▼

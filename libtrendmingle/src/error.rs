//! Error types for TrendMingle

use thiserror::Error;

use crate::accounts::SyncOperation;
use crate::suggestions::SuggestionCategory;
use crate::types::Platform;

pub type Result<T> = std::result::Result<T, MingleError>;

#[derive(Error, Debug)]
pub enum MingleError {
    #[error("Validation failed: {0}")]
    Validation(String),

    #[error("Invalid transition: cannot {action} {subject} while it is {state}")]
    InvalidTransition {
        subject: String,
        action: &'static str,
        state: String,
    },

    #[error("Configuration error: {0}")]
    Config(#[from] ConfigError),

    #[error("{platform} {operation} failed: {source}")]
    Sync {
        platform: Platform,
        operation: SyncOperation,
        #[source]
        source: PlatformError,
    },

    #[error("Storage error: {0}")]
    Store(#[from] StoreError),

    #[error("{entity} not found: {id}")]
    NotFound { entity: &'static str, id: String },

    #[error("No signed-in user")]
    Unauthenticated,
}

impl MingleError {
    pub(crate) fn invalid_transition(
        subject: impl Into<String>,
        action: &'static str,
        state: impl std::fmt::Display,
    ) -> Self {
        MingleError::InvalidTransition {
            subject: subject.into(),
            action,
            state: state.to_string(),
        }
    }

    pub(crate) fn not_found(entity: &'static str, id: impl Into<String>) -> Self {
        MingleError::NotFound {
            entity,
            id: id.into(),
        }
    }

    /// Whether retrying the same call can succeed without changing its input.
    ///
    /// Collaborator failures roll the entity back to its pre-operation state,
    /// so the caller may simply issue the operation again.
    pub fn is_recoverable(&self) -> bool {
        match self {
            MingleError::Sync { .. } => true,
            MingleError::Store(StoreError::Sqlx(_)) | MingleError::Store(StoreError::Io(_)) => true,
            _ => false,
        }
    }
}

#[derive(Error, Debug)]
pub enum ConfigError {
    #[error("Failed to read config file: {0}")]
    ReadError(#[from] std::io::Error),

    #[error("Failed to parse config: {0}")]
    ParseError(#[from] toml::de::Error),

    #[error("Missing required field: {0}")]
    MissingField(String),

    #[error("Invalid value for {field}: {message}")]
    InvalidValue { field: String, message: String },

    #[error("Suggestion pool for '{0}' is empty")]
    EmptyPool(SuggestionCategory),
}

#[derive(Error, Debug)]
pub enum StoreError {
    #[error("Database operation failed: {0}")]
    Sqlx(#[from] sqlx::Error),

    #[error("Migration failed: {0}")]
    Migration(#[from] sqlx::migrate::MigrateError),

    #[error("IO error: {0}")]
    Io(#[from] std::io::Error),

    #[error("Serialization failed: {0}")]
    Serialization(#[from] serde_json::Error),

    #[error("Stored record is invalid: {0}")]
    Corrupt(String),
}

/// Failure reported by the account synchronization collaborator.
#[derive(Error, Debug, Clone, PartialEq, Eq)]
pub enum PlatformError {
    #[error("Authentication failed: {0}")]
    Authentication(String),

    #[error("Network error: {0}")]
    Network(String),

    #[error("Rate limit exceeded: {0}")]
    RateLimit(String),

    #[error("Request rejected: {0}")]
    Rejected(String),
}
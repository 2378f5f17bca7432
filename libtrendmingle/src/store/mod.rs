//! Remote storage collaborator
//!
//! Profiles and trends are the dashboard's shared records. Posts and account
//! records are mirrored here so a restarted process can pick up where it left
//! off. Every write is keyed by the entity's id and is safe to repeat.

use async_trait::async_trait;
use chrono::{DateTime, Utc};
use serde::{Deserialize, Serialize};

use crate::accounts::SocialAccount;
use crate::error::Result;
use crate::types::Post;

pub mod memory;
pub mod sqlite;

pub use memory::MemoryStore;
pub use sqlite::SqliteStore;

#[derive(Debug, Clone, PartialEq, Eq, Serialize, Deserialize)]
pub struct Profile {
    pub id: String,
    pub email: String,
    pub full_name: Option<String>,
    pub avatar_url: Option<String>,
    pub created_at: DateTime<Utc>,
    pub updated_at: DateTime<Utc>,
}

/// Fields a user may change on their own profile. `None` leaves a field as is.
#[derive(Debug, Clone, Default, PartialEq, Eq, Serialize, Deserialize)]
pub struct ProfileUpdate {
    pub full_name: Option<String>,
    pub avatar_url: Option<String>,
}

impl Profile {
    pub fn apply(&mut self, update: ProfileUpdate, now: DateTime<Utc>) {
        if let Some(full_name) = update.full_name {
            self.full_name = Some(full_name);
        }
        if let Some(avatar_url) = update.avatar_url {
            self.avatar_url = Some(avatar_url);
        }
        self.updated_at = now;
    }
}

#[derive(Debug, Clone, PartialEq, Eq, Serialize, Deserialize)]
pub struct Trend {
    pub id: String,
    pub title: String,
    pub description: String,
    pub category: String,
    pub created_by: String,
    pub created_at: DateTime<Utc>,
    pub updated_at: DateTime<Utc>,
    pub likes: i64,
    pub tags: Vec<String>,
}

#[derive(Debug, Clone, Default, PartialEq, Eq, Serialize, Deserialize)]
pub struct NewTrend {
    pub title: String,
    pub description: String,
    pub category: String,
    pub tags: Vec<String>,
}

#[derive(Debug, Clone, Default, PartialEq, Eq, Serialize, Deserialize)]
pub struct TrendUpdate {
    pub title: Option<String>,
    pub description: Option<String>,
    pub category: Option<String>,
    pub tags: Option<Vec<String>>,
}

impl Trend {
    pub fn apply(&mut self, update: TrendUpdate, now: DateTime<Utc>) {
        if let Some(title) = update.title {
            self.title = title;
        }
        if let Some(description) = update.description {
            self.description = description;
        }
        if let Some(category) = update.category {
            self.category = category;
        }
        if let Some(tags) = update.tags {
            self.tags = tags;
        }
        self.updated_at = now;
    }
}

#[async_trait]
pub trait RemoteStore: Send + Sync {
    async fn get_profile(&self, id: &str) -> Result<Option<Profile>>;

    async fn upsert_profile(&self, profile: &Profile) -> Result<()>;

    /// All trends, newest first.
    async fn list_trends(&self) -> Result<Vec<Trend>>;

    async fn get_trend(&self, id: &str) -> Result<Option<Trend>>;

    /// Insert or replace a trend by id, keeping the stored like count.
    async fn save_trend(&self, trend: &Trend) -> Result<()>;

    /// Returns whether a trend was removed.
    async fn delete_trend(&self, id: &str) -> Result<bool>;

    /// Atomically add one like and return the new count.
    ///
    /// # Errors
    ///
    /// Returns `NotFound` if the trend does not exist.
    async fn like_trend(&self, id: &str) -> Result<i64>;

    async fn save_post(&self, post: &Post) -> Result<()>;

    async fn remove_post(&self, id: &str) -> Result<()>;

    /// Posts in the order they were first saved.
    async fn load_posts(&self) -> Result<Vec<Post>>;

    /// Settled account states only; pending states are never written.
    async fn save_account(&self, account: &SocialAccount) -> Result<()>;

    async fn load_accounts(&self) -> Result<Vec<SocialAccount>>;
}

▲

• [EXERCISE REQUIREMENTS]:
Every line of the material above must be duplicated exactly.

• [OUTPUT]:
filename libtrendmingle/src/error.rs
//! Error types for TrendMingle

use thiserror::Error;

use crate::accounts::SyncOperation;
use crate::suggestions::SuggestionCategory;
use crate::types::Platform;

pub type Result<T> = std::result::Result<T, MingleError>;

#[derive(Error, Debug)]
pub enum MingleError {
    #[error("Validation failed: {0}")]
    Validation(String),

    #[error("Invalid transition: cannot {action} {subject} while it is {state}")]
    InvalidTransition {
        subject: String,
        action: &'static str,
        state: String,
    },

    #[error("Configuration error: {0}")]
    Config(#[from] ConfigError),

    #[error("{platform} {operation} failed: {source}")]
    Sync {
        platform: Platform,
        operation: SyncOperation,
        #[source]
        source: PlatformError,
    },

    #[error("Storage error: {0}")]
    Store(#[from] StoreError),

    #[error("{entity} not found: {id}")]
    NotFound { entity: &'static str, id: String },

    #[error("No signed-in user")]
    Unauthenticated,
}

impl MingleError {
    pub(crate) fn invalid_transition(
        subject: impl Into<String>,
        action: &'static str,
        state: impl std::fmt::Display,
    ) -> Self {
        MingleError::InvalidTransition {
            subject: subject.into(),
            action,
            state: state.to_string(),
        }
    }

    pub(crate) fn not_found(entity: &'static str, id: impl Into<String>) -> Self {
        MingleError::NotFound {
            entity,
            id: id.into(),
        }
    }

    /// Whether retrying the same call can succeed without changing its input.
    ///
    /// Collaborator failures roll the entity back to its pre-operation state,
    /// so the caller may simply issue the operation again.
    pub fn is_recoverable(&self) -> bool {
        match self {
            MingleError::Sync { .. } => true,
            MingleError::Store(StoreError::Sqlx(_)) | MingleError::Store(StoreError::Io(_)) => true,
            _ => false,
        }
    }
}

#[derive(Error, Debug)]
pub enum ConfigError {
    #[error("Failed to read config file: {0}")]
    ReadError(#[from] std::io::Error),

    #[error("Failed to parse config: {0}")]
    ParseError(#[from] toml::de::Error),

    #[error("Missing required field: {0}")]
    MissingField(String),

    #[error("Invalid value for {field}: {message}")]
    InvalidValue { field: String, message: String },

    #[error("Suggestion pool for '{0}' is empty")]
    EmptyPool(SuggestionCategory),
}

#[derive(Error, Debug)]
pub enum StoreError {
    #[error("Database operation failed: {0}")]
    Sqlx(#[from] sqlx::Error),

    #[error("Migration failed: {0}")]
    Migration(#[from] sqlx::migrate::MigrateError),

    #[error("IO error: {0}")]
    Io(#[from] std::io::Error),

    #[error("Serialization failed: {0}")]
    Serialization(#[from] serde_json::Error),

    #[error("Stored record is invalid: {0}")]
    Corrupt(String),
}

/// Failure reported by the account synchronization collaborator.
#[derive(Error, Debug, Clone, PartialEq, Eq)]
pub enum PlatformError {
    #[error("Authentication failed: {0}")]
    Authentication(String),

    #[error("Network error: {0}")]
    Network(String),

    #[error("Rate limit exceeded: {0}")]
    RateLimit(String),

    #[error("Request rejected: {0}")]
    Rejected(String),
}
repository 2378f5f17bca7432
filename libtrendmingle/src/store/mod.rs
//! Remote storage collaborator
//!
//! Profiles and trends are the dashboard's shared records. Posts and account
//! records are mirrored here so a restarted process can pick up where it left
//! off. Every write is keyed by the entity's id and is safe to repeat.

use async_trait::async_trait;
use chrono::{DateTime, Utc};
use serde::{Deserialize, Serialize};

use crate::accounts::SocialAccount;
use crate::error::Result;
use crate::types::Post;

pub mod memory;
pub mod sqlite;

pub use memory::MemoryStore;
pub use sqlite::SqliteStore;

#[derive(Debug, Clone, PartialEq, Eq, Serialize, Deserialize)]
pub struct Profile {
    pub id: String,
    pub email: String,
    pub full_name: Option<String>,
    pub avatar_url: Option<String>,
    pub created_at: DateTime<Utc>,
    pub updated_at: DateTime<Utc>,
}

/// Fields a user may change on their own profile. `None` leaves a field as is.
#[derive(Debug, Clone, Default, PartialEq, Eq, Serialize, Deserialize)]
pub struct ProfileUpdate {
    pub full_name: Option<String>,
    pub avatar_url: Option<String>,
}

impl Profile {
    pub fn apply(&mut self, update: ProfileUpdate, now: DateTime<Utc>) {
        if let Some(full_name) = update.full_name {
            self.full_name = Some(full_name);
        }
        if let Some(avatar_url) = update.avatar_url {
            self.avatar_url = Some(avatar_url);
        }
        self.updated_at = now;
    }
}

#[derive(Debug, Clone, PartialEq, Eq, Serialize, Deserialize)]
pub struct Trend {
    pub id: String,
    pub title: String,
    pub description: String,
    pub category: String,
    pub created_by: String,
    pub created_at: DateTime<Utc>,
    pub updated_at: DateTime<Utc>,
    pub likes: i64,
    pub tags: Vec<String>,
}

#[derive(Debug, Clone, Default, PartialEq, Eq, Serialize, Deserialize)]
pub struct NewTrend {
    pub title: String,
    pub description: String,
    pub category: String,
    pub tags: Vec<String>,
}

#[derive(Debug, Clone, Default, PartialEq, Eq, Serialize, Deserialize)]
pub struct TrendUpdate {
    pub title: Option<String>,
    pub description: Option<String>,
    pub category: Option<String>,
    pub tags: Option<Vec<String>>,
}

impl Trend {
    pub fn apply(&mut self, update: TrendUpdate, now: DateTime<Utc>) {
        if let Some(title) = update.title {
            self.title = title;
        }
        if let Some(description) = update.description {
            self.description = description;
        }
        if let Some(category) = update.category {
            self.category = category;
        }
        if let Some(tags) = update.tags {
            self.tags = tags;
        }
        self.updated_at = now;
    }
}

#[async_trait]
pub trait RemoteStore: Send + Sync {
    async fn get_profile(&self, id: &str) -> Result<Option<Profile>>;

    async fn upsert_profile(&self, profile: &Profile) -> Result<()>;

    /// All trends, newest first.
    async fn list_trends(&self) -> Result<Vec<Trend>>;

    async fn get_trend(&self, id: &str) -> Result<Option<Trend>>;

    /// Insert or replace a trend by id, keeping the stored like count.
    async fn save_trend(&self, trend: &Trend) -> Result<()>;

    /// Returns whether a trend was removed.
    async fn delete_trend(&self, id: &str) -> Result<bool>;

    /// Atomically add one like and return the new count.
    ///
    /// # Errors
    ///
    /// Returns `NotFound` if the trend does not exist.
    async fn like_trend(&self, id: &str) -> Result<i64>;

    async fn save_post(&self, post: &Post) -> Result<()>;

    async fn remove_post(&self, id: &str) -> Result<()>;

    /// Posts in the order they were first saved.
    async fn load_posts(&self) -> Result<Vec<Post>>;

    /// Settled account states only; pending states are never written.
    async fn save_account(&self, account: &SocialAccount) -> Result<()>;

    async fn load_accounts(&self) -> Result<Vec<SocialAccount>>;
}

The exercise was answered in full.